The French Cinema of the 1990s has moved a long way from the New Wave which they introduced and nourished in the 1960s. Technique is no more a facet which is distinct from theme. Technique goes along with the theme and becomes a complementary factor. Narrative is not shunned. In fact, there is a narrative, however thin it may be in all the films. Emotion is given a great deal of importance. There is an unashamed expression of emotions. Perhaps this is on account of the women coming into the fore of film- making. For women, emotion is a very important facet of their lives and of creative activities. Emotion is handled very well in all these films. It does not go to the tragic proportions of melodrama, yet, in a contained way it becomes intense and moving. Even the strongest and most equanimous women are allowed their moments of emotional breakdown, like the protagonists of ``The Dilettante'' and ``Haut Les Coeurs''. Pierrette, who can handle almost any situation in her life, breaks down when her daughter tells her to keep away from the man she was going to marry. Emma who has breast cancer and is prepared to face the consequences breaks down once in a while when faced with the inevitability of her situation.

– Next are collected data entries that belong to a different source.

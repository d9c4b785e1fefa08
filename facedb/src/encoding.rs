use std::collections::HashMap;

use chrono::Utc;
use tracing::info;
use visage_kv::KVTxn;

use crate::db::{FaceDb, check_unit, decode, encode};
use crate::error::FaceDbError;
use crate::keys::{encoding_key, encoding_prefix, image_key, image_prefix, person_prefix};
use crate::types::{
    Encoding, EncodingReport, Enrolled, InvalidEncoding, KnownEncoding, NewIdentity,
    NewReferenceImage, PersonRecord, ReferenceImage,
};

impl FaceDb {
    /// Stores a new encoding for an active identity.
    pub fn add_encoding(
        &self,
        identity_id: u64,
        vector: &[f32],
        quality_score: Option<f32>,
    ) -> Result<Encoding, FaceDbError> {
        self.write(|tx| self.add_encoding_in(tx, identity_id, vector, quality_score))
    }

    /// All encodings of one identity, active or not, oldest first.
    pub fn get_encodings(&self, identity_id: u64) -> Result<Vec<Encoding>, FaceDbError> {
        let entries = self
            .store
            .scan(&encoding_prefix(&self.prefix, Some(identity_id)))?;
        entries.iter().map(|(_, v)| decode(v)).collect()
    }

    /// Stores a reference image for an active identity.
    pub fn add_reference_image(
        &self,
        identity_id: u64,
        image: &NewReferenceImage,
    ) -> Result<ReferenceImage, FaceDbError> {
        self.write(|tx| self.add_image_in(tx, identity_id, image))
    }

    /// Reference images of one identity, oldest first.
    pub fn reference_images(&self, identity_id: u64) -> Result<Vec<ReferenceImage>, FaceDbError> {
        let entries = self.store.scan(&image_prefix(&self.prefix, identity_id))?;
        entries.iter().map(|(_, v)| decode(v)).collect()
    }

    /// Creates an identity together with its first encoding and reference
    /// image. Either all three rows are written or none is.
    pub fn enroll(
        &self,
        new: &NewIdentity,
        vector: &[f32],
        quality_score: Option<f32>,
        image: &NewReferenceImage,
    ) -> Result<Enrolled, FaceDbError> {
        let enrolled = self.write(|tx| {
            let identity = self.create_in(tx, new)?;
            let encoding = self.add_encoding_in(tx, identity.id, vector, quality_score)?;
            let image = self.add_image_in(tx, identity.id, image)?;
            Ok(Enrolled {
                identity,
                encoding,
                image,
            })
        })?;
        info!(
            id = enrolled.identity.id,
            name = %enrolled.identity.name,
            groups = ?enrolled.identity.groups,
            "identity enrolled"
        );
        Ok(enrolled)
    }

    /// Active encodings of active identities, ordered by identity id then
    /// encoding id, read from one consistent view.
    ///
    /// Vectors are returned as stored; length checks are left to the caller.
    pub fn matchable_encodings(&self) -> Result<Vec<KnownEncoding>, FaceDbError> {
        let view = self.store.read()?;

        let mut names: HashMap<u64, String> = HashMap::new();
        for (_, value) in view.scan(&person_prefix(&self.prefix))? {
            let rec: PersonRecord = decode(&value)?;
            if rec.is_active {
                names.insert(rec.id, rec.name);
            }
        }

        let mut out = Vec::new();
        for (_, value) in view.scan(&encoding_prefix(&self.prefix, None))? {
            let enc: Encoding = decode(&value)?;
            if !enc.is_active {
                continue;
            }
            let Some(name) = names.get(&enc.identity_id) else {
                continue;
            };
            out.push(KnownEncoding {
                identity_id: enc.identity_id,
                encoding_id: enc.id,
                name: name.clone(),
                vector: enc.vector,
            });
        }
        Ok(out)
    }

    /// Scans every stored encoding and reports those of the wrong length.
    pub fn verify_encodings(&self) -> Result<EncodingReport, FaceDbError> {
        let mut report = EncodingReport {
            dim: self.dim,
            ..Default::default()
        };
        for (_, value) in self.store.scan(&encoding_prefix(&self.prefix, None))? {
            let enc: Encoding = decode(&value)?;
            report.total += 1;
            if enc.vector.len() != self.dim {
                report.invalid.push(InvalidEncoding {
                    identity_id: enc.identity_id,
                    encoding_id: enc.id,
                    len: enc.vector.len(),
                });
            }
        }
        Ok(report)
    }

    pub(crate) fn add_encoding_in(
        &self,
        tx: &mut dyn KVTxn,
        identity_id: u64,
        vector: &[f32],
        quality_score: Option<f32>,
    ) -> Result<Encoding, FaceDbError> {
        if vector.len() != self.dim {
            return Err(FaceDbError::DimensionMismatch {
                expected: self.dim,
                got: vector.len(),
            });
        }
        if let Some(q) = quality_score {
            check_unit("quality_score", q)?;
        }
        self.require_active(&*tx, identity_id)?;

        let id = self.next_id(tx, "encoding")?;
        let enc = Encoding {
            id,
            identity_id,
            vector: vector.to_vec(),
            quality_score,
            is_active: true,
            created_at: Utc::now(),
        };
        tx.set(
            &encoding_key(&self.prefix, identity_id, id),
            &encode(&enc)?,
        )?;
        Ok(enc)
    }

    fn add_image_in(
        &self,
        tx: &mut dyn KVTxn,
        identity_id: u64,
        image: &NewReferenceImage,
    ) -> Result<ReferenceImage, FaceDbError> {
        self.require_active(&*tx, identity_id)?;

        let id = self.next_id(tx, "image")?;
        let img = ReferenceImage {
            id,
            identity_id,
            data: image.data.clone(),
            image_type: image.image_type.clone(),
            metadata: image.metadata.clone(),
            created_at: Utc::now(),
        };
        tx.set(&image_key(&self.prefix, identity_id, id), &encode(&img)?)?;
        Ok(img)
    }
}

In fact, there is a new kind of feminism that is shown through these films. The women are not shown as victims; even when they are in a victimised mode they get out of it through their own determination and self-realisation. They are very courageous, strong and confident. At all stages they are willing to face life squarely and accept the responsibility of their actions. They seek freedom even when that freedom brings hostility, insecurity, rejection and pain. They do not wait for others to come to their rescue. They are in short, very much in control of their destinies. There is aggression too, through protests against injustices. Seemingly mild women erupt when they are pushed to the extreme.

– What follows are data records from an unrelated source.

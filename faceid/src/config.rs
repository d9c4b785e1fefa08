//! Recognition settings, loadable from YAML.

use std::path::{Path, PathBuf};

use serde::{Deserialize, Serialize};
use visage_facedb::{DEFAULT_DIM, FaceDb};

use crate::error::FaceIdError;

/// Environment variable that overrides [`Config::db_path`].
pub const DB_PATH_ENV: &str = "FACE_RECOGNITION_DB";

pub const DEFAULT_DB_PATH: &str = "face_recognition.db";
pub const DEFAULT_THRESHOLD: f32 = 0.6;
pub const DEFAULT_PROMPT_AFTER: u32 = 30;

/// Controls matching, enrollment and storage.
///
/// Zero or empty fields fall back to their defaults, so a partial YAML file
/// is enough.
#[derive(Debug, Clone, PartialEq, Serialize, Deserialize)]
#[serde(default)]
pub struct Config {
    /// Path of the redb database file.
    pub db_path: PathBuf,

    /// Prepended to every storage key.
    pub key_prefix: String,

    /// Encoding dimension. Default: 128.
    pub dim: usize,

    /// Minimum confidence (`1 - distance`) to accept a match. Default: 0.6.
    /// Higher = fewer false matches, more unknowns.
    pub match_threshold: f32,

    /// Consecutive unknown observations before enrollment is suggested.
    /// Default: 30.
    pub prompt_after_unknown: u32,

    /// Type tag stored with the enrollment reference image.
    pub reference_image_type: String,
}

impl Default for Config {
    fn default() -> Self {
        Self {
            db_path: PathBuf::from(DEFAULT_DB_PATH),
            key_prefix: "fr".into(),
            dim: DEFAULT_DIM,
            match_threshold: DEFAULT_THRESHOLD,
            prompt_after_unknown: DEFAULT_PROMPT_AFTER,
            reference_image_type: "front".into(),
        }
    }
}

impl Config {
    /// Reads a YAML config file, fills defaults and validates it.
    pub fn load<P: AsRef<Path>>(path: P) -> Result<Self, FaceIdError> {
        let content = std::fs::read_to_string(path.as_ref()).map_err(|e| {
            FaceIdError::Config(format!("read {}: {e}", path.as_ref().display()))
        })?;
        Self::from_yaml(&content)
    }

    /// Parses YAML, fills defaults and validates.
    pub fn from_yaml(content: &str) -> Result<Self, FaceIdError> {
        let cfg: Config =
            serde_yaml::from_str(content).map_err(|e| FaceIdError::Config(e.to_string()))?;
        let cfg = cfg.with_defaults();
        cfg.validate()?;
        Ok(cfg)
    }

    /// Applies `FACE_RECOGNITION_DB` if it is set.
    pub fn from_env(self) -> Self {
        self.with_db_path_override(std::env::var(DB_PATH_ENV).ok())
    }

    pub fn with_db_path_override(mut self, path: Option<String>) -> Self {
        if let Some(path) = path.filter(|p| !p.is_empty()) {
            self.db_path = PathBuf::from(path);
        }
        self
    }

    pub fn with_defaults(mut self) -> Self {
        let d = Self::default();
        if self.db_path.as_os_str().is_empty() {
            self.db_path = d.db_path;
        }
        if self.key_prefix.is_empty() {
            self.key_prefix = d.key_prefix;
        }
        if self.dim == 0 {
            self.dim = d.dim;
        }
        if self.match_threshold == 0.0 {
            self.match_threshold = d.match_threshold;
        }
        if self.prompt_after_unknown == 0 {
            self.prompt_after_unknown = d.prompt_after_unknown;
        }
        if self.reference_image_type.is_empty() {
            self.reference_image_type = d.reference_image_type;
        }
        self
    }

    pub fn validate(&self) -> Result<(), FaceIdError> {
        if !(self.match_threshold > 0.0 && self.match_threshold <= 1.0) {
            return Err(FaceIdError::Config(format!(
                "match_threshold must be in (0, 1], got {}",
                self.match_threshold
            )));
        }
        if self.dim == 0 {
            return Err(FaceIdError::Config("dim must be positive".into()));
        }
        Ok(())
    }

    /// Opens the configured database. Failure here is fatal for callers:
    /// nothing in the recognition pipeline runs without storage.
    pub fn open_db(&self) -> Result<FaceDb, FaceIdError> {
        Ok(FaceDb::open(&self.db_path, self.key_prefix.as_str(), self.dim)?)
    }
}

Solange, the meter maid attacks the woman who heaps abuses on her. Marie, the young girl, attacks physically Chris' sophisticated girl friend who insults her. Angele, the protagonist of ``Venus Beaute'' lashes out at the man who takes the three-day liaison which he had with her casually and walks out. But, in general, these overt acts of aggression are few and they do not make the women desperate or hard-hearted. They are optimistic, hopeful, willing to change tracks and bear in mind that life is more important than the obstructions and hassles they face.

But, the most striking aspect of these films is that, not only the strength of women, but their vulnerability is also captured. The complexity of a woman's persona is thus shown. Women are not ashamed of their weaknesses - physical or mental. They are not trying to be superwomen. They do not suppress natural human emotions. They do not accept the deification or the victimisation that men dole out in making representations of women. In fact, the film-makers seem to be saying that their protagonists' vulnerability is as important as their strength. In fact they seem to be equally aware of their feminine as well as feministic traits. All films end on a note of hope. Probably these films are harbingers of a Feminism without losing Femininity.

Last, but not least is the way in which men are portrayed. While the men's selfishness and self-centredness are brought out effectively, most of the film-makers have shown examples of extraordinary men, who are conscious of their women's needs and give them the support and love they need. Foremost among them are the men protagonists of ``Haut Les Coeur'', (the husband of Emma) and ``Venus Beaute'' (Lover of Angele). Their whole concept of love is different. Love is not domination or possession. It is understanding, support and tenderness. Though these films have good examples of women's solidarity and support for other women, they have taken a step forward in showing men who are supportive of women. This can also be considered a move forward in feminism, the desire to have a meaningful partnership with men, rather than confrontation and conflict.